If the passage you're re-tuning is the 40–60 word answer block at the top of the article, a rewrite can push it out of that window and cost you 20 Content Score points in one click. Same for a paragraph that carried your only sourced statistic. How the score works →

If your voice isn't trained yet

The Re-tune in brand voice row carries its own status. When your voice is trained it shows a green Voice ✓. When it isn't, it shows Train voice → instead, linking straight to your brand's Voice tab.

Pick it anyway on an untrained brand and it refuses before spending anything — you get an honest error and a button through to Brand → Voice, not a rewrite that quietly ignores your voice. A brand counts as trained once it has a computed voice fingerprint, or at least one writing sample of 200 characters or more.

When it does run, the result panel shows a Voice match chip with the gain — how much closer the rewritten passage sits to your fingerprint than the original did.

What it costs

2 credits per re-tune, for every one of the eight operations. The popover says so in its footer.

You are charged only on a real rewrite. Specifically:

  • A selection that's too short or too long is rejected before anything runs — free.
  • An untrained-voice refusal happens before the AI call — free.
  • If the AI fails, or hands back your passage unchanged, that's treated as a failure and nothing is charged.
  • Discarding a rewrite you didn't like does not refund the 2 credits — the work was done. Choose the operation deliberately.

Everything BlogCraft charges for →

When it doesn't work

  • “AI returned the passage unchanged” — the rewrite came back identical to what you sent. That's reported as a failure rather than silently replacing your text with itself. Try a different operation, or a longer selection.
  • “AI couldn't rewrite this selection” — a transient model failure.

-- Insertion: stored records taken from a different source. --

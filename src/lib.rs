//! Value representation and object model for an embeddable scripting runtime
//!
//! # Example
//!
//! ```
//! use anyscript::{Any, NativeEngine, NativeStatus, ObjectRef};
//!
//! let point = ObjectRef::new_object();
//! point.assign_field("x", Any::from(1));
//! assert_eq!(point.lookup_field("x") + Any::from(2.5), Any::from(3.5));
//!
//! fn double(_: &mut dyn anyscript::Engine, _: &Any, args: &[Any], _: &mut NativeStatus) -> Any {
//!     args.first().cloned().unwrap_or_default() * Any::from(2)
//! }
//! let f = ObjectRef::new_native_function("double", double);
//! let result = f.call(&mut NativeEngine, &Any::Undefined, &[Any::from(21)]);
//! assert!(matches!(result, Ok(Any::Integer(42))));
//! ```

pub mod array;
pub mod compare;
pub mod config;
pub mod convert;
pub mod engine;
pub mod environment;
pub mod error;
pub mod function;
pub mod gc;
pub mod json;
pub mod object;
pub mod ops;
pub mod prelude;
pub mod realm;
pub mod string;
pub mod value;

pub use compare::StrictKey;
pub use config::Config;
pub use convert::{FromAny, TryFromAny};
pub use engine::{Engine, NativeEngine};
pub use environment::{Binding, Environment};
pub use error::Error;
pub use function::{
    CallKind, CompiledFunction, Function, FunctionBody, FunctionTemplate, Native, NativeClosure,
    NativeFn, NativeStatus, ScriptFunction,
};
pub use gc::GcStats;
pub use object::{HeapObject, ObjectKind, ObjectRef, PROTO_KEY};
pub use ops::{BinaryOp, UnaryOp};
pub use value::{Any, CheapClone, Str};
//! Value construction, typeof, display and conversions

use super::setup;
use anyscript::{Any, Error, ObjectKind, ObjectRef, Str};

#[test]
fn test_construction_tags() {
    setup();
    assert!(Any::default().is_undefined());
    assert!(Any::NULL.is_null());
    assert!(Any::from(None::<ObjectRef>).is_null());
    assert!(Any::from(Some(ObjectRef::new_object())).is_object());
    assert!(matches!(Any::from(7u32), Any::Integer(7)));
    assert!(matches!(Any::from(2.5), Any::Double(d) if d == 2.5));
    assert_eq!(Any::from("s").object_kind(), Some(ObjectKind::String));
    assert_eq!(Any::from(Str::from("s")).as_str().as_deref(), Some("s"));
}

#[test]
fn test_is_number_covers_null_and_booleans() {
    setup();
    for value in [Any::Null, Any::Boolean(false), Any::Integer(0), Any::Double(0.0)] {
        assert!(value.is_number(), "{value:?}");
        assert!(!value.is_object());
    }
    for value in [
        Any::from("s"),
        Any::from(Vec::new()),
        Any::Object(ObjectRef::new_object()),
        Any::Object(ObjectRef::new_native_function("f", |_, _, _, _| Any::Undefined)),
    ] {
        assert!(value.is_object(), "{value:?}");
        assert!(!value.is_number());
    }
}

#[test]
fn test_display_functions() {
    setup();
    let native = ObjectRef::new_native_function("parse", |_, _, _, _| Any::Undefined);
    assert_eq!(
        Any::Object(native).to_string(),
        "function parse() { [native code] }"
    );

    let compiled = ObjectRef::new_compiled_function("area", ["w", "h"], vec![0u8]);
    assert_eq!(Any::Object(compiled).to_string(), "function area(w, h) { ... }");
}

#[test]
fn test_display_nested_objects() {
    setup();
    let inner = ObjectRef::new_object();
    inner.assign_field("list", Any::from(vec![Any::from(1.5), Any::Undefined]));
    let outer = ObjectRef::new_object();
    outer.assign_field("inner", Any::Object(inner));
    assert_eq!(
        Any::Object(outer).to_string(),
        "{ inner: { list: [1.5, undefined] } }"
    );
}

#[test]
fn test_checked_conversion_carries_offending_value() {
    setup();
    let value = Any::from(vec![Any::from(1)]);
    match value.check_value::<f64>() {
        Err(Error::InvalidConversion { value, target }) => {
            assert!(value.is_array());
            assert_eq!(target, "f64");
        }
        other => panic!("expected InvalidConversion, got {other:?}"),
    }
    assert!(value.to_value::<f64>().is_nan());
}

#[test]
fn test_error_to_value() {
    setup();
    let thrown = Error::Thrown(Any::from(3));
    assert!(matches!(thrown.to_value(), Any::Integer(3)));

    let err = Error::not_callable(&Any::from(1));
    assert_eq!(err.to_value().to_string(), "TypeError: 1 is not a function");
}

Try again is right there; nothing was charged.
  • The popover disappeared mid-rewrite. Clicking outside it or pressing Escape cancels the pending result. Re-select and run it again.
  • The rewrite ignored your custom instruction. Instructions that ask for something other than rewriting the passage — changing the rules, writing something unrelated — are deliberately ignored, and the passage is simply improved instead.